I’ve found that I take a very problem oriented approach to everything… to the extent that it often makes me do things which I may not really want to do. I guess this derives from my belief that I am a Human Doing not a Human Being. To me every situation, every circumstance must have a goal. Why I do not know, but that is how it seems to be. Whenever I am presented with a situation, I always seem to try and figure out what I am supposed to do about it. And I find it incredibly frustrating to be presented wit or faced with a situation where I cannot effect a change. Where I cannot do something to make it better or make it go away.
For some things it works well. Bring me a problem and I will try and find a solution. So great, bring me a business problem, bring me a technical problem and chances are that we can together brainstorm some approach that may have the possibility of leading to better situation. Not necessarily the perfect answer each time, but an answer. An action. A strategy. A plan. A goal. A means. But all in all an attempt to try and make the situation better, even though it may be a feeble attempt.
But then there are some problems for which there are no simple answers. Sometimes it’s the little things, the personal things, the things which I do not have any immediate control over. If someone is sick or if someone dies, there is very litle I can say or do in order to rectify such a situation. And in any such circumstances where no direct action on my part can help to improve the situation, the only recourse I seem to have is one of inaction. If someone has cancer, it is beyond my current ability to help solve that problemfor them. However, it is within my ability to listen. But I find it difficult to listen, because when I listen, my instant reaction is to try and think of something that can be done to alleviate the situation. (The examples chosen here are not real. But they get the point across. What I really have in mind is other problems for which I do not have simple answers…)
My desire to always “find an answer” is so strong that I find it frustrates me to the point of making me angry, apathetic and withdrawn — to try and prevent myself from being exposed to the questions and the problems for which I do not have the answers. It is perfectly okay, if I know that I can put in extra effort, work harder, work longer and essentially do something in order to find the answer, but it is those which seem too far out of my reach which are the cause of this intense frustration. Some times, the “if you ignore it long enough, it will go away” syndrome creeps in. I know it when it happens. I can see it, but I can’t get myself to do anything about it… so far.

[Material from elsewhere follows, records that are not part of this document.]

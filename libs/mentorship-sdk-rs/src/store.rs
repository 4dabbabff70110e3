//! Places a session token can live.
//!
//! A browser context keeps the token in a cookie and in a local key-value
//! store. Both must be cleared together, otherwise a half-cleared session
//! looks authenticated to one reader and anonymous to the other.

use std::sync::{Arc, Mutex, PoisonError};

/// Name of the cookie / local-store key holding the bearer token.
pub const TOKEN_KEY: &str = "token";

/// A single storage location for the session token.
pub trait TokenStore: Send + Sync {
    /// Short label used in logs.
    fn name(&self) -> &'static str;

    fn load(&self) -> Option<String>;

    fn save(&self, token: &str);

    fn clear(&self);
}

/// In-process key-value store.
#[derive(Default)]
pub struct MemoryTokenStore {
    token: Mutex<Option<String>>,
}

impl MemoryTokenStore {
    pub fn new() -> Self {
        Self::default()
    }

    pub fn with_token(token: impl Into<String>) -> Self {
        Self {
            token: Mutex::new(Some(token.into())),
        }
    }
}

impl TokenStore for MemoryTokenStore {
    fn name(&self) -> &'static str {
        "memory"
    }

    fn load(&self) -> Option<String> {
        self.token
            .lock()
            .unwrap_or_else(PoisonError::into_inner)
            .clone()
    }

    fn save(&self, token: &str) {
        *self.token.lock().unwrap_or_else(PoisonError::into_inner) = Some(token.to_string());
    }

    fn clear(&self) {
        *self.token.lock().unwrap_or_else(PoisonError::into_inner) = None;
    }
}

/// Every location a token may reside in, in lookup order.
///
/// `load` returns the first token found; `save` and `clear` touch every
/// location.
#[derive(Clone, Default)]
pub struct TokenStores {
    stores: Vec<Arc<dyn TokenStore>>,
}

impl TokenStores {
    pub fn new() -> Self {
        Self::default()
    }

    pub fn with(mut self, store: Arc<dyn TokenStore>) -> Self {
        self.stores.push(store);
        self
    }

    pub fn len(&self) -> usize {
        self.stores.len()
    }

    pub fn is_empty(&self) -> bool {
        self.stores.is_empty()
    }
}

impl TokenStore for TokenStores {
    fn name(&self) -> &'static str {
        "all"
    }

    fn load(&self) -> Option<String> {
        self.stores.iter().find_map(|s| s.load())
    }

    fn save(&self, token: &str) {
        for store in &self.stores {
            store.save(token);
        }
    }

    fn clear(&self) {
        for store in &self.stores {
            store.clear();
            tracing::debug!(store = store.name(), "token cleared");
        }
    }
}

There are problems and questions which have perplexed the brightest minds, the greatest thinkers for years on end. Not only years, but generations and centuries. So I by no means garner any false perceptions that I am in any way, shape or form going to be able to find answers to some of the problems which have eluded some of the brightest minds. I am not smarter than them.

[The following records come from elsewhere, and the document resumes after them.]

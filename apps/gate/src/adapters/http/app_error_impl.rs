use crate::app_error::{AppError, ErrorCode};
use axum::Json;
use axum::{
    http::StatusCode,
    response::{IntoResponse, Response},
};

impl IntoResponse for AppError {
    fn into_response(self) -> Response {
        // Log the error before it gets converted into a status response.
        match &self {
            AppError::BackendUnavailable(_) | AppError::Internal(_) => {
                tracing::error!(error = %self, "Request failed")
            }
            _ => tracing::debug!(error = %self, "Request rejected"),
        }

        let status = self.status_code();
        let code = self.code();
        match self {
            AppError::InvalidInput(msg) => error_resp(status, code, Some(msg)),
            _ => error_resp(status, code, None),
        }
    }
}

impl AppError {
    pub fn status_code(&self) -> StatusCode {
        match self {
            AppError::InvalidCredentials | AppError::NoSession => StatusCode::UNAUTHORIZED,
            AppError::InvalidInput(_) => StatusCode::BAD_REQUEST,
            AppError::NotFound => StatusCode::NOT_FOUND,
            AppError::BackendUnavailable(_) => StatusCode::BAD_GATEWAY,
            AppError::Internal(_) => StatusCode::INTERNAL_SERVER_ERROR,
        }
    }

    /// Text safe to show inline on a form page.
    pub fn user_message(&self) -> String {
        match self {
            AppError::InvalidCredentials => "Invalid email or password".to_string(),
            AppError::InvalidInput(msg) => msg.clone(),
            AppError::NoSession => "Please log in again".to_string(),
            AppError::NotFound => "Not found".to_string(),
            AppError::BackendUnavailable(_) | AppError::Internal(_) => {
                "The service is unavailable right now. Please try again.".to_string()
            }
        }
    }
}

pub fn error_resp(status: StatusCode, code: ErrorCode, message: Option<String>) -> Response {
    let body = match message {
        Some(msg) => serde_json::json!({ "code": code.as_str(), "message": msg }),
        None => serde_json::json!({ "code": code.as_str() }),
    };
    (status, Json(body)).into_response()
}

I guess at some level all of these are choices. Choices, because if I really feel strongly about a cause, an issue, a problem, there is nothing preventing me from going gung-ho over it to try and find a solution or help alleviate the cause. But the single most important factor in making that choice is my level of confidence of whether or not I will be able to make a difference. And just how many things an I make a difference for? Would be cool if I could fork (sorry, geeky term from OS days…) of a clone to go off and devote all it’s energy to the task at hand. But unfortunately, even if human cloning does get to become reality, the sciece fiction concept of cloning is very far from the reality of cloning. The truth is that there is just one me. And my time is limited like everyone elses. And so, I need to make choices. Choices which allow me to maximize what I want to achieve. And in that process the low hanging fruit gets plucked first right? The one at the zenith of the tree, may still be attractive, but if the likelihood is that I would need to spend the rest of my life to get to it, maybe it make more sense to attack only those things that are within your reach so as not to disappoint yourself too much? Does that make any sense at all (not sure, will have to read that again tomorrow to see if it even makes sense to me.)
Oh well. I guess one other thing I’ll mention — completely unrelated though, is that I’m still not completely comfortable posting a daily entry based on the days events and what I’m really thinking. It’s just not that easy to do. Trust is hard to build — and like a good German Shepherd, I can only be friends once the trust is established.